### THE DATA

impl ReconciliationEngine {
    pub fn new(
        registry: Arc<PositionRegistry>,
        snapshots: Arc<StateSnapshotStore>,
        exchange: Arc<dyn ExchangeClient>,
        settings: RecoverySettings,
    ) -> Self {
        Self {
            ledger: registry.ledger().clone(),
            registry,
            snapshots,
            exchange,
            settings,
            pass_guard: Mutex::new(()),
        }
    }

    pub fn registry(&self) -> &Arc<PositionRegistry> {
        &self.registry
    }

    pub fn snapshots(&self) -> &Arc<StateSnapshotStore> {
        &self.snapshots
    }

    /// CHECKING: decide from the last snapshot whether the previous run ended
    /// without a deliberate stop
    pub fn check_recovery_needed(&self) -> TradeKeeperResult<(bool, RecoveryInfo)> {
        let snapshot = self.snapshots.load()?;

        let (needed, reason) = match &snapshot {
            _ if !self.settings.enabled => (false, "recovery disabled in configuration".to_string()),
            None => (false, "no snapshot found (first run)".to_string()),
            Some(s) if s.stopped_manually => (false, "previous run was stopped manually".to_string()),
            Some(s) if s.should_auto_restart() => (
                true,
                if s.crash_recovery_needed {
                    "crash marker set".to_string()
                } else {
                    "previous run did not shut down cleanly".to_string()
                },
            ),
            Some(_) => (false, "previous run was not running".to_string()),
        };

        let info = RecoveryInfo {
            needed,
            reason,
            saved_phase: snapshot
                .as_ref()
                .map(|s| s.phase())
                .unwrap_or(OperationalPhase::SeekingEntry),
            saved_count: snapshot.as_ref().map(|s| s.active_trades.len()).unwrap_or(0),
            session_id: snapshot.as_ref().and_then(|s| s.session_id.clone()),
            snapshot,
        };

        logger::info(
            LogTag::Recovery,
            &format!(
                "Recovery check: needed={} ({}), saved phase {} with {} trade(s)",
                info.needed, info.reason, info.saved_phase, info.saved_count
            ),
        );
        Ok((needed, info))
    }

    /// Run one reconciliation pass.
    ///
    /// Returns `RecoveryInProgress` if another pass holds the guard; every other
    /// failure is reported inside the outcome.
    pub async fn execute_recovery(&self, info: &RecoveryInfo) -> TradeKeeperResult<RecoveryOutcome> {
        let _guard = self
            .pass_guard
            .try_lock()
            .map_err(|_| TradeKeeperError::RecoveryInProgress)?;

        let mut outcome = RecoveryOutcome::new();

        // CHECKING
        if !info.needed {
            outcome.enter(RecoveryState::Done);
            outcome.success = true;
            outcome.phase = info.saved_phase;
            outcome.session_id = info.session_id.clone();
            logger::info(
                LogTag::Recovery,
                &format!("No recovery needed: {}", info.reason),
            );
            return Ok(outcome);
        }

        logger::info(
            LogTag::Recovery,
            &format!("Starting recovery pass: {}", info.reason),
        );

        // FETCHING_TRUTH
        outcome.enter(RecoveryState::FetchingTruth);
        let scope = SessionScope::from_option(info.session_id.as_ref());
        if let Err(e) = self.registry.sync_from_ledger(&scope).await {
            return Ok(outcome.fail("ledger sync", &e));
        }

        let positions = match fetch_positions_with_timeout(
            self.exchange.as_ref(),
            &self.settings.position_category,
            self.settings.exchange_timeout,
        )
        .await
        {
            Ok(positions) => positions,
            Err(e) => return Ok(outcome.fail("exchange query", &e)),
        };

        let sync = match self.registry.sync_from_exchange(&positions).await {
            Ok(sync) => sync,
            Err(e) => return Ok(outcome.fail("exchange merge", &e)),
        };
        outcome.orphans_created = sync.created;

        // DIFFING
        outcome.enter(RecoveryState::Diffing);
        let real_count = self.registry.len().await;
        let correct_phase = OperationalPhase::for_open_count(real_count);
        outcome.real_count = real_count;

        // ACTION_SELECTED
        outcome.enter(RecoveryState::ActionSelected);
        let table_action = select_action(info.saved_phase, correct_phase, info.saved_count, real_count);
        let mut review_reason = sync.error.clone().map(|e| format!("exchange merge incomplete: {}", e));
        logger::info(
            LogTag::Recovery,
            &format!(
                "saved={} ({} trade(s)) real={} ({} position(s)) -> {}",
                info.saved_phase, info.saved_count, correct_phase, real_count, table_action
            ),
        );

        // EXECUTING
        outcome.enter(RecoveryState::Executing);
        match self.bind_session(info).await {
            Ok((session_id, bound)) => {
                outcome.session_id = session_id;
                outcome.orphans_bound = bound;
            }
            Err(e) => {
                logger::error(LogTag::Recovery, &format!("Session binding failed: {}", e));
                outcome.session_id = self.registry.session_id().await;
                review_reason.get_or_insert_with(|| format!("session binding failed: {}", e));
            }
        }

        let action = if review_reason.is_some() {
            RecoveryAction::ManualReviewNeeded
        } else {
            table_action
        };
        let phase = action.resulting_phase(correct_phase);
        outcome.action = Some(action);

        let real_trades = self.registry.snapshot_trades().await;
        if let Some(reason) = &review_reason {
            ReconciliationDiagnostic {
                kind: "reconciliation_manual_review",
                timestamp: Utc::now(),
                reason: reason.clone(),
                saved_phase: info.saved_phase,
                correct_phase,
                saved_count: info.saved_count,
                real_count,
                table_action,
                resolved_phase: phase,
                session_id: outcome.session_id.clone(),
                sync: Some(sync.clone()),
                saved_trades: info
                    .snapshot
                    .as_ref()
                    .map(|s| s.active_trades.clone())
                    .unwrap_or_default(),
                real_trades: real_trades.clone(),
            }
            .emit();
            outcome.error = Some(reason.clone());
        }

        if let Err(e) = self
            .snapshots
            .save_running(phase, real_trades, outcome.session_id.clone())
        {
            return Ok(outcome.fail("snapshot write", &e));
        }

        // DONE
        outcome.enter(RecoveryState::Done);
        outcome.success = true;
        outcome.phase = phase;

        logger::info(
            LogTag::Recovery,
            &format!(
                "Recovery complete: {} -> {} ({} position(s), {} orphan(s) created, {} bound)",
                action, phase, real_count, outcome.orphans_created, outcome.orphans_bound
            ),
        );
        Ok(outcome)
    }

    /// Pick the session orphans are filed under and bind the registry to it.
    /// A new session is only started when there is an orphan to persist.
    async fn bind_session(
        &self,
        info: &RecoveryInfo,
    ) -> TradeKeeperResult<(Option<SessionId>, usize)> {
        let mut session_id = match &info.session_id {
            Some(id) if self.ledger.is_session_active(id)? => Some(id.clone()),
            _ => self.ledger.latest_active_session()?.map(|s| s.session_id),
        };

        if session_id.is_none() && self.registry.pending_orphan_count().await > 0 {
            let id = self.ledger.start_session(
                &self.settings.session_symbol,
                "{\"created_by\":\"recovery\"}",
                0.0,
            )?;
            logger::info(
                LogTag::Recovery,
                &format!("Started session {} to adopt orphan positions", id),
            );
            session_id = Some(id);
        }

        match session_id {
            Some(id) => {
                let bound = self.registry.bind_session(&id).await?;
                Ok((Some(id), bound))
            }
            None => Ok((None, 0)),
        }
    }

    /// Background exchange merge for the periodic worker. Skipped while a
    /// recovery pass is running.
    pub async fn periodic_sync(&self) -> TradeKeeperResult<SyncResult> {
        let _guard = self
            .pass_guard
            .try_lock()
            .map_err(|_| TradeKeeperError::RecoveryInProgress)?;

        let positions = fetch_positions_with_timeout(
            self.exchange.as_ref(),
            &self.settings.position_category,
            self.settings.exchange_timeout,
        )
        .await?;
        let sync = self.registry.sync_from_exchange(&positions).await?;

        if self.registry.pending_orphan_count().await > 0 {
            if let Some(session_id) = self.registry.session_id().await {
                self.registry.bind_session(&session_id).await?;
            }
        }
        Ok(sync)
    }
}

######
### THE DATA

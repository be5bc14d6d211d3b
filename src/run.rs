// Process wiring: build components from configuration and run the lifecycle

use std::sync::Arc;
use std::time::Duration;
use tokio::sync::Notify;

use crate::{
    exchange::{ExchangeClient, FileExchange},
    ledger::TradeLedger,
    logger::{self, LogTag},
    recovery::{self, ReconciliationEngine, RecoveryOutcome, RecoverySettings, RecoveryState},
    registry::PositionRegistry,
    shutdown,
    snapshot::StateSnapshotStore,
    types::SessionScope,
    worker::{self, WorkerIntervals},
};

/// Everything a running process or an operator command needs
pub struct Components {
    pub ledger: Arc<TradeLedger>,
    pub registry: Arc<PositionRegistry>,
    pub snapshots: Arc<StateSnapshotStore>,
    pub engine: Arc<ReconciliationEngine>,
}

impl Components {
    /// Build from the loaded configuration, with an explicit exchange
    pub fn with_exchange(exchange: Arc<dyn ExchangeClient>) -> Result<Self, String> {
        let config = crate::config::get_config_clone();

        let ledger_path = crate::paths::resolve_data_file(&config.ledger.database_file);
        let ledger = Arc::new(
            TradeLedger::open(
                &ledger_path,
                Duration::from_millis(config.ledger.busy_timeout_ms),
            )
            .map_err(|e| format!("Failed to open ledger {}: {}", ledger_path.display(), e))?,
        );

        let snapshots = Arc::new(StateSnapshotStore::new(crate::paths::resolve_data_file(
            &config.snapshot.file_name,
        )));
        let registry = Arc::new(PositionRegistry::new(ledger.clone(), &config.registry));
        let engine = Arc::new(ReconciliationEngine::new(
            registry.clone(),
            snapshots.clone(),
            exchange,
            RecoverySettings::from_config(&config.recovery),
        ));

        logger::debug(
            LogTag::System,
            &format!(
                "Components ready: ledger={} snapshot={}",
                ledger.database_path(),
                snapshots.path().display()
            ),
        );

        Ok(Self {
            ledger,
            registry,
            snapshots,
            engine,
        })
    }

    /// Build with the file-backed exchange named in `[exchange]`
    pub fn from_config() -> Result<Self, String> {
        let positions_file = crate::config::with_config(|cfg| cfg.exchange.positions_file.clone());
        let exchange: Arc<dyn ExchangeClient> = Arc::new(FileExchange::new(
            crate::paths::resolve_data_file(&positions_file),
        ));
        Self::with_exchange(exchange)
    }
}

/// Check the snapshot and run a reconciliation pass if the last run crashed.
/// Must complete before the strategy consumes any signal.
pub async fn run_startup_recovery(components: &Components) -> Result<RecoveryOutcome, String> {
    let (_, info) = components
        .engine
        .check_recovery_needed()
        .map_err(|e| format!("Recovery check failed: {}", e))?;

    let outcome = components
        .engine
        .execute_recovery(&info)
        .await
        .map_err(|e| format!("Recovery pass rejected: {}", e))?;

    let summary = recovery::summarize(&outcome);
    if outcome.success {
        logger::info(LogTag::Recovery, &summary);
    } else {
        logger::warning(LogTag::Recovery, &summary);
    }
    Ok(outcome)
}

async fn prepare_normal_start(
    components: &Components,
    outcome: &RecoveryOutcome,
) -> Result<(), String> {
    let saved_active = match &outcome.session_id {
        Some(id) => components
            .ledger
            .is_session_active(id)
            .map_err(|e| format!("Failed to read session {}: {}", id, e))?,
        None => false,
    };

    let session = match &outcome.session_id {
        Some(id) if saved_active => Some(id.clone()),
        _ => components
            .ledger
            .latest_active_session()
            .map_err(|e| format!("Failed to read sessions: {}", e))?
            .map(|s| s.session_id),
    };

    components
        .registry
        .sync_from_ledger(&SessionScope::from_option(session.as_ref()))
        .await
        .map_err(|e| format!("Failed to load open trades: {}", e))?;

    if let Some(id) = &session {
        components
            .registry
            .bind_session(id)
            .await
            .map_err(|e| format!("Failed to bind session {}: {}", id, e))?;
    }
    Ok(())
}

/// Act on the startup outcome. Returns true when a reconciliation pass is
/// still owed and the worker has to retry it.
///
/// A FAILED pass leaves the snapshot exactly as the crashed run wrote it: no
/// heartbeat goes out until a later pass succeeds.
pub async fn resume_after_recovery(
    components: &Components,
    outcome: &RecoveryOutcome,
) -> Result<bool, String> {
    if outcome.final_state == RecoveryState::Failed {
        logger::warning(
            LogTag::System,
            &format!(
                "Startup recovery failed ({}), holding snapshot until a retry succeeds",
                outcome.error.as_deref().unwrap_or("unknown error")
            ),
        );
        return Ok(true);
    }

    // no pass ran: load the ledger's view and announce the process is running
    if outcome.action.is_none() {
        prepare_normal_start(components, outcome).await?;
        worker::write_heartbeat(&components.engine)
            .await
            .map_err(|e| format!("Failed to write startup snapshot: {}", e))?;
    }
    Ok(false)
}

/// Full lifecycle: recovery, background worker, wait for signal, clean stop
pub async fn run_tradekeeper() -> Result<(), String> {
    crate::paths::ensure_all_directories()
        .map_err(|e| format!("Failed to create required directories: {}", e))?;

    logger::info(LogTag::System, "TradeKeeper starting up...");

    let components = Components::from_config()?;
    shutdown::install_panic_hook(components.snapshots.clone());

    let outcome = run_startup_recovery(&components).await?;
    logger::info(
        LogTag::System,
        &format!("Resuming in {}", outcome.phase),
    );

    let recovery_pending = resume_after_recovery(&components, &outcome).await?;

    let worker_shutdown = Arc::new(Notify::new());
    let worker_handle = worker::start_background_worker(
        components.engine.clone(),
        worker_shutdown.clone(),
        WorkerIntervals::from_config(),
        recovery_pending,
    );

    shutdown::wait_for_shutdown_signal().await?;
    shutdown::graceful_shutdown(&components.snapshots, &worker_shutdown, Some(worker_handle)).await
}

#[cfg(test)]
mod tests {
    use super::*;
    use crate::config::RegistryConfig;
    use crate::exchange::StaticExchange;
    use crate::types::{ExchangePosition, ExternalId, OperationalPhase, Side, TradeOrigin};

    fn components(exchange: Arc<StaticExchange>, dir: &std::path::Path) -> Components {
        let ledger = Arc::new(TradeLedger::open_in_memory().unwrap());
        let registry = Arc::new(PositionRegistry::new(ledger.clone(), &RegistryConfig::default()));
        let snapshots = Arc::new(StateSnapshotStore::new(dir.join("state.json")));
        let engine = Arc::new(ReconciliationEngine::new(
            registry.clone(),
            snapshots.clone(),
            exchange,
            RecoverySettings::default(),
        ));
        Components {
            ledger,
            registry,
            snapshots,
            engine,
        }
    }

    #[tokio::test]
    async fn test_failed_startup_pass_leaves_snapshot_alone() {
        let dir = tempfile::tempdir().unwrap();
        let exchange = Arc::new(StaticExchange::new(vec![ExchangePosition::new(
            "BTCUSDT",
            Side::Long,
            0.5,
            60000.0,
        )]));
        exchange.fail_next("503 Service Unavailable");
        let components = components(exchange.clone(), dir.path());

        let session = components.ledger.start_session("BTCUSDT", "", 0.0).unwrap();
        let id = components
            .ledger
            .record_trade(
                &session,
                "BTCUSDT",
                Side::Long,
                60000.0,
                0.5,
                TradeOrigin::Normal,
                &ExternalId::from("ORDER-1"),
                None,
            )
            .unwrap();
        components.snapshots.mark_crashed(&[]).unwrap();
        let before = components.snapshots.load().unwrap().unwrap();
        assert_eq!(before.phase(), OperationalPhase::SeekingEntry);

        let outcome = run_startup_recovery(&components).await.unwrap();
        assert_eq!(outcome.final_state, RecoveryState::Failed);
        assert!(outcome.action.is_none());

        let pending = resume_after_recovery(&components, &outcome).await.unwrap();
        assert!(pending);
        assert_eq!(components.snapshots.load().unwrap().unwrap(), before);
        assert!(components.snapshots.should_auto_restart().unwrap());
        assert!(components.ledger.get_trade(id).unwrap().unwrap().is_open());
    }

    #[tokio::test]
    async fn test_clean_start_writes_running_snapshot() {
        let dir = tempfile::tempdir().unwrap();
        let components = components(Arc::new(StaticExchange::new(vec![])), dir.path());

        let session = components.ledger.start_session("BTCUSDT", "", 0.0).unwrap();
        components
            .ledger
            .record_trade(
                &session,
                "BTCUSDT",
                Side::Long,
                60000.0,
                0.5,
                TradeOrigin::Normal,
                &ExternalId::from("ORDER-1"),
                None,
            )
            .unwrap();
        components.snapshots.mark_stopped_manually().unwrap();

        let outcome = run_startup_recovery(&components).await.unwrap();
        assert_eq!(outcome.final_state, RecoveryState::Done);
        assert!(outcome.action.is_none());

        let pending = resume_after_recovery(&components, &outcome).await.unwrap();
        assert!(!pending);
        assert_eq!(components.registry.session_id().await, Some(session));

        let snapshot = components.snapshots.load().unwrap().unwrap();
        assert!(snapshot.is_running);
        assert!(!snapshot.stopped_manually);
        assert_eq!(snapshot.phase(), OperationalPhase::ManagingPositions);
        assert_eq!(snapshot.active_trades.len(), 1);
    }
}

######

Copy out, in full, each line above that has the word "ExchangePosition" in it.

§ **SOLUTION FOR THIS EXERCISE**:
    use crate::types::{ExchangePosition, ExternalId, OperationalPhase, Side, TradeOrigin};
        let exchange = Arc::new(StaticExchange::new(vec![ExchangePosition::new(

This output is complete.